Start of Data for the task

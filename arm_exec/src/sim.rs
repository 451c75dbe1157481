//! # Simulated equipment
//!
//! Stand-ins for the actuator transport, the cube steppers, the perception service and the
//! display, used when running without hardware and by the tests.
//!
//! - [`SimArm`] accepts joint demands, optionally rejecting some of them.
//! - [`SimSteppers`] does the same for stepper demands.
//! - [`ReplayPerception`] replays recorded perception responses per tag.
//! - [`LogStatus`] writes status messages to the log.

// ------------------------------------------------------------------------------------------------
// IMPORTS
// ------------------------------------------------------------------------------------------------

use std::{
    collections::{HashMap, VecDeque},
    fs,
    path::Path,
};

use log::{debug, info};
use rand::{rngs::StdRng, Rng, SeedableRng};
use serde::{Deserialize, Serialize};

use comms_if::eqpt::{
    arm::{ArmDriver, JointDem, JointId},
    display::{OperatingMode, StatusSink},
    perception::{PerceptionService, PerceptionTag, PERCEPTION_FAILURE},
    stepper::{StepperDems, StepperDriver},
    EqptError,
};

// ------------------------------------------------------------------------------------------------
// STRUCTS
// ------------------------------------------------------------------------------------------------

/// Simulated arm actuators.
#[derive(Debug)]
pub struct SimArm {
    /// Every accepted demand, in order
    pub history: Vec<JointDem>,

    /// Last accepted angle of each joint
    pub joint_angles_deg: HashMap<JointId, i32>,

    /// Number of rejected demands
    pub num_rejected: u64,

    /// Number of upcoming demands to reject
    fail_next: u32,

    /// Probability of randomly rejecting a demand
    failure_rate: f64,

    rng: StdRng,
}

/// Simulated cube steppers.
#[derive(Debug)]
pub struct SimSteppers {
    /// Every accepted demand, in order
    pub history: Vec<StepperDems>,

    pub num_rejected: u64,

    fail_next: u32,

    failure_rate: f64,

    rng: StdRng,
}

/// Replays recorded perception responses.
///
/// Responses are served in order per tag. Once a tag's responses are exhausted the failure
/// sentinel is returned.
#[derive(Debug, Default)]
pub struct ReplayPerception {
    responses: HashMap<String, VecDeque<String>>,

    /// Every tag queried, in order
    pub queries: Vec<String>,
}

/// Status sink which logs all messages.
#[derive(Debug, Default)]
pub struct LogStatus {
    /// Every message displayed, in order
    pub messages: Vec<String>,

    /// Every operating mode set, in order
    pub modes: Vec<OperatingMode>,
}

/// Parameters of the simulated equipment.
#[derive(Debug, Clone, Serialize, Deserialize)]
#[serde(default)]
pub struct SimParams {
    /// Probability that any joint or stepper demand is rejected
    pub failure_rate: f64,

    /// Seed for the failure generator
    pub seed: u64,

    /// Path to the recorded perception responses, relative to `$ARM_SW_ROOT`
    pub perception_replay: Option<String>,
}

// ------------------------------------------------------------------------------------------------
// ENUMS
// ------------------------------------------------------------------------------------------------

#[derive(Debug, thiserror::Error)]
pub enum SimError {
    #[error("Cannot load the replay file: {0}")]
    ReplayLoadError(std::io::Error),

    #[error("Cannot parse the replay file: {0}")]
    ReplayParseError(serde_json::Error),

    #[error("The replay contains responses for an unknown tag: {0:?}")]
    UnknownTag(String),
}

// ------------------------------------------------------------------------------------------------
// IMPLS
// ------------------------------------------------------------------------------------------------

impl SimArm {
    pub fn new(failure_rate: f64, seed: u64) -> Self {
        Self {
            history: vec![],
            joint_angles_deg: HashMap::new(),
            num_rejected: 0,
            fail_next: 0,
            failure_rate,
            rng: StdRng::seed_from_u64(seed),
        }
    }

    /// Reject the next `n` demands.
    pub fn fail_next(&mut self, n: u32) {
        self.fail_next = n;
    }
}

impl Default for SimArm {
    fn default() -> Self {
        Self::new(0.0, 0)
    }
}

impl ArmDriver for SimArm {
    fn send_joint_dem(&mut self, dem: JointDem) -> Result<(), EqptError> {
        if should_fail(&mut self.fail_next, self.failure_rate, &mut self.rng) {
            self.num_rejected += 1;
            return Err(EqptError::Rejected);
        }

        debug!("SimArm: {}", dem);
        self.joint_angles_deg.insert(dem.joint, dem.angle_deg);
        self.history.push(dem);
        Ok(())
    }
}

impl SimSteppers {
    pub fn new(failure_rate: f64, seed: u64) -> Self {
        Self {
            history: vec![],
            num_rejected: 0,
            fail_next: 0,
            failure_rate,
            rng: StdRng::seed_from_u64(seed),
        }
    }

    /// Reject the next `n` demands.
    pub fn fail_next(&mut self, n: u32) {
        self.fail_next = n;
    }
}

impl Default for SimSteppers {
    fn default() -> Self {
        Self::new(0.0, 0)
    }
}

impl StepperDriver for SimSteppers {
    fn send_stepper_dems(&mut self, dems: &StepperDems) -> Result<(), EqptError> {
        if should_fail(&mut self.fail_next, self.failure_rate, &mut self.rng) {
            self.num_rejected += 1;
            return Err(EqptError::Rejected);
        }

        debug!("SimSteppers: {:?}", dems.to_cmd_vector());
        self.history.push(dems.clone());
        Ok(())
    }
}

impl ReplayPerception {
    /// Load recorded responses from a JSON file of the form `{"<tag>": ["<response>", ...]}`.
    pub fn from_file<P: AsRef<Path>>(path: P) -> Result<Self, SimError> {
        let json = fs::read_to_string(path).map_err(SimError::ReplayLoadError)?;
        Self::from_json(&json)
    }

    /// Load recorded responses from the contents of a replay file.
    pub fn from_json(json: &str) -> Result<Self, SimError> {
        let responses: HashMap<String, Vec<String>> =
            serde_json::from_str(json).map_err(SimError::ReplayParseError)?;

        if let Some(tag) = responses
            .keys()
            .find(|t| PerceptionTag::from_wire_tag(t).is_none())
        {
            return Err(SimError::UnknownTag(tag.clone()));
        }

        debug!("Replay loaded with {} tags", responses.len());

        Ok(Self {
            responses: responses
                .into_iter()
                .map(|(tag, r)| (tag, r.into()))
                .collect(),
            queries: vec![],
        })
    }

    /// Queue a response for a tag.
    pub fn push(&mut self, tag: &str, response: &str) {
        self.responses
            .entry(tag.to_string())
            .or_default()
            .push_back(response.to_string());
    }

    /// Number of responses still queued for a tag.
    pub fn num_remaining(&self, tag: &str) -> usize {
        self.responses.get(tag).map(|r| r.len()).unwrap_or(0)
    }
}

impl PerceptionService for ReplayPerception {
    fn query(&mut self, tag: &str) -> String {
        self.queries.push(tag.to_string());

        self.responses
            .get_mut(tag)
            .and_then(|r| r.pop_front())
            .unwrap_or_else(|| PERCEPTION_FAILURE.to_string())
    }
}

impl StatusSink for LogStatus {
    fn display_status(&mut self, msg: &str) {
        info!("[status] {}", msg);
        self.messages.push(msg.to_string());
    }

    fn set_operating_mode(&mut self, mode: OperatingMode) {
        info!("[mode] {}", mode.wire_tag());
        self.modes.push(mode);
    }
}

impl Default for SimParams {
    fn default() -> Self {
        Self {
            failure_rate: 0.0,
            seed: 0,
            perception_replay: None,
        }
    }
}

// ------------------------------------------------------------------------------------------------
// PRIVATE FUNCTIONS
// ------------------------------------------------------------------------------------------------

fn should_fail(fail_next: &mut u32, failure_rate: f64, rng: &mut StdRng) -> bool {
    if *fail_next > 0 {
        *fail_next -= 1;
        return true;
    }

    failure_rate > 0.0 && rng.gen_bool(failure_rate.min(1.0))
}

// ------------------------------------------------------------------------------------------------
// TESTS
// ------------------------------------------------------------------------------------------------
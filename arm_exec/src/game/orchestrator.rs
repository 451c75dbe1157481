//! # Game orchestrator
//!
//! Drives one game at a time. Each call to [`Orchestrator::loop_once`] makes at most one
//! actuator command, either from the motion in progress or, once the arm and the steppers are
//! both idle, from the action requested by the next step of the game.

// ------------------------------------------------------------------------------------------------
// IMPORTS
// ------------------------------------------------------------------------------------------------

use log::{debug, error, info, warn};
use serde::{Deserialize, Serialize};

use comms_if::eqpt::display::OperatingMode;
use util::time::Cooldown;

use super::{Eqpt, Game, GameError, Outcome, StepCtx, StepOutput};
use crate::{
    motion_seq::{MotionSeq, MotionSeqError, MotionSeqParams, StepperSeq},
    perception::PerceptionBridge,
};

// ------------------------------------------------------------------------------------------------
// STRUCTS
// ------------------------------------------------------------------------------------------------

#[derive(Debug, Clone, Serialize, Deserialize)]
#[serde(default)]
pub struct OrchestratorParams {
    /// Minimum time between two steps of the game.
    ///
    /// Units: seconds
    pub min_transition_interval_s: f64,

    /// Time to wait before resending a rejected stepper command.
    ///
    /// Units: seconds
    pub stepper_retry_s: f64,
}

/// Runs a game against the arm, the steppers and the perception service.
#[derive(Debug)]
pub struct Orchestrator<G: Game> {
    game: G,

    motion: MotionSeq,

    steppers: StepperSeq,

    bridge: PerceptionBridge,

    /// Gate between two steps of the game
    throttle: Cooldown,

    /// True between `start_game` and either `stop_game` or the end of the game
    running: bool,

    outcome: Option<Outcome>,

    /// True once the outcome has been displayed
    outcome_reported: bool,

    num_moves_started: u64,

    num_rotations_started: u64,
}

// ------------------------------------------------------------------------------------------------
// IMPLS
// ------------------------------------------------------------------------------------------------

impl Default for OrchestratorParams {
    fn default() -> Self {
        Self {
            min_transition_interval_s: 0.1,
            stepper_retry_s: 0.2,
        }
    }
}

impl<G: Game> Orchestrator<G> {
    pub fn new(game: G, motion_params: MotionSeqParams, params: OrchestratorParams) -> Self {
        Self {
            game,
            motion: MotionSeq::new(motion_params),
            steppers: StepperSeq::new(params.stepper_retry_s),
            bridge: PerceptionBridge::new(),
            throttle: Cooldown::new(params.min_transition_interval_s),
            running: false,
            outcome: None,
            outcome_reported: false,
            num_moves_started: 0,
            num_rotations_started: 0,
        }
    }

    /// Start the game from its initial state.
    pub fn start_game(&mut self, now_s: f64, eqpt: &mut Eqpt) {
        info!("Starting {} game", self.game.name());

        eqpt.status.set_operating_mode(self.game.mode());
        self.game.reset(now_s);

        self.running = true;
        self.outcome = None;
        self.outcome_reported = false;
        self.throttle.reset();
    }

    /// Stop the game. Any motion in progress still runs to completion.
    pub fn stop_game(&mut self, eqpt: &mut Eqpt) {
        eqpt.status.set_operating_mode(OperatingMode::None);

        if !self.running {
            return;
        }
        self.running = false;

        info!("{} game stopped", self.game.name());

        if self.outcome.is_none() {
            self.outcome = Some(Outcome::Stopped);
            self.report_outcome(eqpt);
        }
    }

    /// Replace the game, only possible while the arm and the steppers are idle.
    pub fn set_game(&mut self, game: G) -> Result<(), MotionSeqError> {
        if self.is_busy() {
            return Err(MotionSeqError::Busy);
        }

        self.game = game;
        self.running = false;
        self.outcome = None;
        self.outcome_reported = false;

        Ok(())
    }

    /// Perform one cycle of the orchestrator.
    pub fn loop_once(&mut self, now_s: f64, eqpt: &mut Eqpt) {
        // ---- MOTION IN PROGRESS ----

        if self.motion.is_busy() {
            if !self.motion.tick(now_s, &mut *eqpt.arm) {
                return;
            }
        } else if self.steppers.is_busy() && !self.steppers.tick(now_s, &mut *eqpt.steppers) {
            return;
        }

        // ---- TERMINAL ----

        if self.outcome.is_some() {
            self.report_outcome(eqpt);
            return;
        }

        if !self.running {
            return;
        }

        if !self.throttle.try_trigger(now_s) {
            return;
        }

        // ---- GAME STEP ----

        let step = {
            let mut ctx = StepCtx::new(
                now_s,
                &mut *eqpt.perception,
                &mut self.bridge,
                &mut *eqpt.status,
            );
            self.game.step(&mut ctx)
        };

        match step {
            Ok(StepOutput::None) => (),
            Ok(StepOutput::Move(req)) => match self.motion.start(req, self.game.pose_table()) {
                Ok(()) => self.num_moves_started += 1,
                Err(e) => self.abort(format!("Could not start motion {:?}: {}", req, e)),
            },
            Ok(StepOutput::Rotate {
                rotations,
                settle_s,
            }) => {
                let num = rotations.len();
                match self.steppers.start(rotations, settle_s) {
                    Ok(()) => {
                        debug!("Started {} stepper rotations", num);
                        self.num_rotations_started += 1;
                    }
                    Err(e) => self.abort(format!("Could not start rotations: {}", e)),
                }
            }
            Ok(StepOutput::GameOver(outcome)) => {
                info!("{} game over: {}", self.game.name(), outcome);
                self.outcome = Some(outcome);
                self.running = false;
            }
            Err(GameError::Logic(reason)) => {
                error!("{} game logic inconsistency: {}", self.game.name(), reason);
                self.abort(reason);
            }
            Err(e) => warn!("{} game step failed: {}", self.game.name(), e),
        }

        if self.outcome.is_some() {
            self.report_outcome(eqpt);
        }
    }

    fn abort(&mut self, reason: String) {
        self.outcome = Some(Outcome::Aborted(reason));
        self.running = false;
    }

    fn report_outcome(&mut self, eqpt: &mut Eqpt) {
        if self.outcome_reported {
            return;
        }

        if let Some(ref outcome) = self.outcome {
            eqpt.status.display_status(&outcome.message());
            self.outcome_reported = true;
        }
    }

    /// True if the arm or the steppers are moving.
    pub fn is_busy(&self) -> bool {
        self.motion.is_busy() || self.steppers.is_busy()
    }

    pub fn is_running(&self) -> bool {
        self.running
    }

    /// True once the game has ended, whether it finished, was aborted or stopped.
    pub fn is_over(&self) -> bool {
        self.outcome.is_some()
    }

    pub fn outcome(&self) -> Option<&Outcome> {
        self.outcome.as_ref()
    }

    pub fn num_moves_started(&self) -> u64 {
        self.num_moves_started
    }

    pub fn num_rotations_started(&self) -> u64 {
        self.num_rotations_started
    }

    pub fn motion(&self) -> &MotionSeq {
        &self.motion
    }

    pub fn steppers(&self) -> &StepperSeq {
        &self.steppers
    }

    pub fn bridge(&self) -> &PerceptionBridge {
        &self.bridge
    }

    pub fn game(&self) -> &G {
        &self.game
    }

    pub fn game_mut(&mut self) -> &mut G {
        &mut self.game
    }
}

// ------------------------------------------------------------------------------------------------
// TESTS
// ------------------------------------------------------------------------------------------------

End of Data for the task

Check each line above for the word "queries" and copy every line that has it.

» **Reply**
    pub queries: Vec<String>,
            queries: vec![],
        self.queries.push(tag.to_string());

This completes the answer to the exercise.